INSERT INTO daily_sales (date, total_revenue, order_count)
SELECT
DATE(created_at) as date,
SUM(amount + tax + shipping) as total_revenue,
COUNT(*) as order_count
FROM orders
LEFT JOIN customers ON orders.customer_id = customers.id
WHERE created_at >= '2026-01-20'
GROUP BY DATE(created_at)
"""自动从SQL查询中提取血缘:
python
import sqlparse
from sqllineage.runner import LineageRunner
sql = """
INSERT INTO daily_sales (date, total_revenue, order_count)
SELECT
DATE(created_at) as date,
SUM(amount + tax + shipping) as total_revenue,
COUNT(*) as order_count
FROM orders
LEFT JOIN customers ON orders.customer_id = customers.id
WHERE created_at >= '2026-01-20'
GROUP BY DATE(created_at)
"""Parse lineage
解析血缘
runner = LineageRunner(sql)
print("Source tables:", runner.source_tables)
runner = LineageRunner(sql)
print("源表:", runner.source_tables)
{'orders', 'customers'}
{'orders', 'customers'}
print("Target tables:", runner.target_tables)
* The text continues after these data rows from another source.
// SPDX-License-Identifier: CEPL-1.0
use std::f32::consts::TAU;

use bitflags::bitflags;
use glam::Vec3;
use lantern_math::{Camera, Transform};
use lantern_platform::winit::keyboard::KeyCode;

bitflags! {
    #[derive(Debug, Clone, Copy, PartialEq, Eq, Default)]
    pub struct Keys: u16 {
        const MOVE_LEFT     = 1 << 0;
        const MOVE_RIGHT    = 1 << 1;
        const MOVE_FORWARD  = 1 << 2;
        const MOVE_BACKWARD = 1 << 3;
        const MOVE_UP       = 1 << 4;
        const MOVE_DOWN     = 1 << 5;
        const LOOK_LEFT     = 1 << 6;
        const LOOK_RIGHT    = 1 << 7;
        const LOOK_UP       = 1 << 8;
        const LOOK_DOWN     = 1 << 9;
    }
}

impl Keys {
    pub fn from_key_code(code: KeyCode) -> Option<Self> {
        Some(match code {
            KeyCode::KeyA => Keys::MOVE_LEFT,
            KeyCode::KeyD => Keys::MOVE_RIGHT,
            KeyCode::KeyW => Keys::MOVE_FORWARD,
            KeyCode::KeyS => Keys::MOVE_BACKWARD,
            KeyCode::KeyE => Keys::MOVE_UP,
            KeyCode::KeyQ => Keys::MOVE_DOWN,
            KeyCode::ArrowLeft => Keys::LOOK_LEFT,
            KeyCode::ArrowRight => Keys::LOOK_RIGHT,
            KeyCode::ArrowUp => Keys::LOOK_UP,
            KeyCode::ArrowDown => Keys::LOOK_DOWN,
            _ => return None,
        })
    }
}

/// Pitch stays short of straight up/down so yaw remains meaningful.
const MAX_PITCH: f32 = 1.5;

/// Fly-camera movement in the XZ plane driven by held keys.
#[derive(Debug)]
pub struct MovementController {
    held: Keys,
    pub move_speed: f32,
    pub look_speed: f32,
}

impl MovementController {
    pub fn new(move_speed: f32, look_speed: f32) -> Self {
        Self {
            held: Keys::empty(),
            move_speed,
            look_speed,
        }
    }

    pub fn on_key(&mut self, code: KeyCode, pressed: bool) {
        if let Some(k) = Keys::from_key_code(code) {
            self.held.set(k, pressed);
        }
    }

    pub fn held(&self) -> Keys {
        self.held
    }

    /// Applies one frame of look and movement to `viewer`.
    pub fn move_in_plane_xz(&self, dt: f32, viewer: &mut Transform) {
        let held = self.held;
        let axis = |pos: Keys, neg: Keys| held.contains(pos) as i32 as f32 - held.contains(neg) as i32 as f32;

        let rotate = Vec3::new(
            axis(Keys::LOOK_UP, Keys::LOOK_DOWN),
            axis(Keys::LOOK_RIGHT, Keys::LOOK_LEFT),
            0.0,
        );
        if rotate.length_squared() > f32::EPSILON {
            viewer.rotation += self.look_speed * dt * rotate.normalize();
        }
        viewer.rotation.x = viewer.rotation.x.clamp(-MAX_PITCH, MAX_PITCH);
        viewer.rotation.y = viewer.rotation.y.rem_euclid(TAU);

        let yaw = viewer.rotation.y;
        let forward = Vec3::new(yaw.sin(), 0.0, yaw.cos());
        let right = Vec3::new(forward.z, 0.0, -forward.x);
        let up = Camera::UP;

        let dir = forward * axis(Keys::MOVE_FORWARD, Keys::MOVE_BACKWARD)
            + right * axis(Keys::MOVE_RIGHT, Keys::MOVE_LEFT)
            + up * axis(Keys::MOVE_UP, Keys::MOVE_DOWN);
        if dir.length_squared() > f32::EPSILON {
            viewer.translation += self.move_speed * dt * dir.normalize();
        }
    }
}

/// Viewer rotation (pitch, yaw, 0) that looks from `from` towards `to`,
/// in the convention used by `Camera::set_view_yxz`.
pub fn look_at_rotation(from: Vec3, to: Vec3) -> Vec3 {
    let d = to - from;
    if d.length_squared() <= f32::EPSILON {
        return Vec3::ZERO;
    }
    let yaw = d.x.atan2(d.z);
    let pitch = (-d.y).atan2(d.x.hypot(d.z));
    Vec3::new(pitch, yaw, 0.0)
}

#[cfg(test)]
mod tests {
    use super::*;

    fn controller_with(keys: &[KeyCode]) -> MovementController {
        let mut c = MovementController::new(2.0, 1.0);
        for &k in keys {
            c.on_key(k, true);
        }
        c
    }

    #[test]
    fn forward_at_zero_yaw_is_positive_z() {
        let c = controller_with(&[KeyCode::KeyW]);
        let mut t = Transform::default();
        c.move_in_plane_xz(0.5, &mut t);
        assert!(t.translation.abs_diff_eq(Vec3::new(0.0, 0.0, 1.0), 1e-6));
    }

    #[test]
    fn diagonal_movement_is_normalized() {
        let c = controller_with(&[KeyCode::KeyW, KeyCode::KeyD]);
        let mut t = Transform::default();
        c.move_in_plane_xz(1.0, &mut t);
        assert!((t.translation.length() - 2.0).abs() < 1e-5);
    }

    #[test]
    fn up_key_moves_towards_negative_y() {
        let c = controller_with(&[KeyCode::KeyE]);
        let mut t = Transform::default();
        c.move_in_plane_xz(1.0, &mut t);
        assert!(t.translation.y < 0.0);
    }

    #[test]
    fn released_key_stops_movement() {
        let mut c = controller_with(&[KeyCode::KeyW]);
        c.on_key(KeyCode::KeyW, false);
        assert!(c.held().is_empty());
        let mut t = Transform::default();
        c.move_in_plane_xz(1.0, &mut t);
        assert_eq!(t.translation, Vec3::ZERO);
    }

    #[test]
    fn pitch_is_clamped_and_yaw_wraps() {
        let c = controller_with(&[KeyCode::ArrowUp]);
        let mut t = Transform::default();
        c.move_in_plane_xz(10.0, &mut t);
        assert_eq!(t.rotation.x, MAX_PITCH);

        let c = controller_with(&[KeyCode::ArrowLeft]);
        let mut t = Transform::default();
        c.move_in_plane_xz(1.0, &mut t);
        assert!((t.rotation.y - (TAU - 1.0)).abs() < 1e-5);
    }

    #[test]
    fn unmapped_keys_are_ignored() {
        let c = controller_with(&[KeyCode::KeyZ]);
        assert!(c.held().is_empty());
    }

    #[test]
    fn look_at_straight_ahead_is_zero() {
        let r = look_at_rotation(Vec3::new(0.0, 0.0, -2.5), Vec3::ZERO);
        assert!(r.abs_diff_eq(Vec3::ZERO, 1e-6));
    }

    #[test]
    fn look_at_matches_camera_forward() {
        let from = Vec3::new(-1.0, -2.0, -2.0);
        let to = Vec3::new(0.5, 0.0, 1.0);
        let r = look_at_rotation(from, to);
        let mut cam = Camera::default();
        cam.set_view_yxz(from, r);
        let ahead = cam.view().transform_point3(to);
        // target lies on the camera's +z axis
        assert!(ahead.x.abs() < 1e-4 && ahead.y.abs() < 1e-4);
        assert!(ahead.z > 0.0);
    }
}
print("目标表:", runner.target_tables)
{'daily_sales'}
{'daily_sales'}
Store in lineage table
存储到血缘表
for source in runner.source_tables:
db.insert(
"INSERT INTO table_lineage (downstream_table, upstream_table) VALUES (?, ?)",
'daily_sales', source
)
undefinedfor source in runner.source_tables:
db.insert(
"INSERT INTO table_lineage (downstream_table, upstream_table) VALUES (?, ?)",
'daily_sales', source
)
undefinedMethod 3: Database Triggers
方法3:数据库触发器
Capture changes automatically:
sql
-- Audit trail for all changes
CREATE TABLE audit_log (
id BIGSERIAL PRIMARY KEY,
table_name VARCHAR(255),
record_id BIGINT,
operation VARCHAR(10), -- INSERT, UPDATE, DELETE
old_values JSONB,
new_values JSONB,
changed_by VARCHAR(255),
changed_at TIMESTAMPTZ DEFAULT NOW()
);
-- Trigger on orders table
CREATE OR REPLACE FUNCTION audit_orders()
RETURNS TRIGGER AS $$
BEGIN
INSERT INTO audit_log (table_name, record_id, operation, old_values, new_values, changed_by)
VALUES (
'orders',
COALESCE(NEW.id, OLD.id),
TG_OP,
row_to_json(OLD),
row_to_json(NEW),
current_user
);
RETURN NEW;
END;
$$ LANGUAGE plpgsql;
CREATE TRIGGER orders_audit
AFTER INSERT OR UPDATE OR DELETE ON orders
FOR EACH ROW EXECUTE FUNCTION audit_orders();自动捕获变更:
sql
-- 所有变更的审计日志
CREATE TABLE audit_log (
id BIGSERIAL PRIMARY KEY,
table_name VARCHAR(255),
record_id BIGINT,
operation VARCHAR(10), -- INSERT, UPDATE, DELETE
old_values JSONB,
new_values JSONB,
changed_by VARCHAR(255),
changed_at TIMESTAMPTZ DEFAULT NOW()
);
-- orders表的触发器
CREATE OR REPLACE FUNCTION audit_orders()
RETURNS TRIGGER AS $$
BEGIN
INSERT INTO audit_log (table_name, record_id, operation, old_values, new_values, changed_by)
VALUES (
'orders',
COALESCE(NEW.id, OLD.id),
TG_OP,
row_to_json(OLD),
row_to_json(NEW),
current_user
);
RETURN NEW;
END;
$$ LANGUAGE plpgsql;
CREATE TRIGGER orders_audit
AFTER INSERT OR UPDATE OR DELETE ON orders
FOR EACH ROW EXECUTE FUNCTION audit_orders();Method 4: CDC (Change Data Capture)
方法4:CDC(变更数据捕获)
Stream database changes:
python
undefined流式捕获数据库变更:
python
undefinedUsing Debezium or similar CDC tool
使用Debezium或类似CDC工具
from kafka import KafkaConsumer
consumer = KafkaConsumer('postgres.public.orders')
for message in consumer:
change_event = json.loads(message.value)
# Store in lineage system
db.insert(
"INSERT INTO change_log (table_name, operation, before, after, timestamp) VALUES (?, ?, ?, ?, ?)",
change_event['source']['table'],
change_event['op'], # 'c' (create), 'u' (update), 'd' (delete)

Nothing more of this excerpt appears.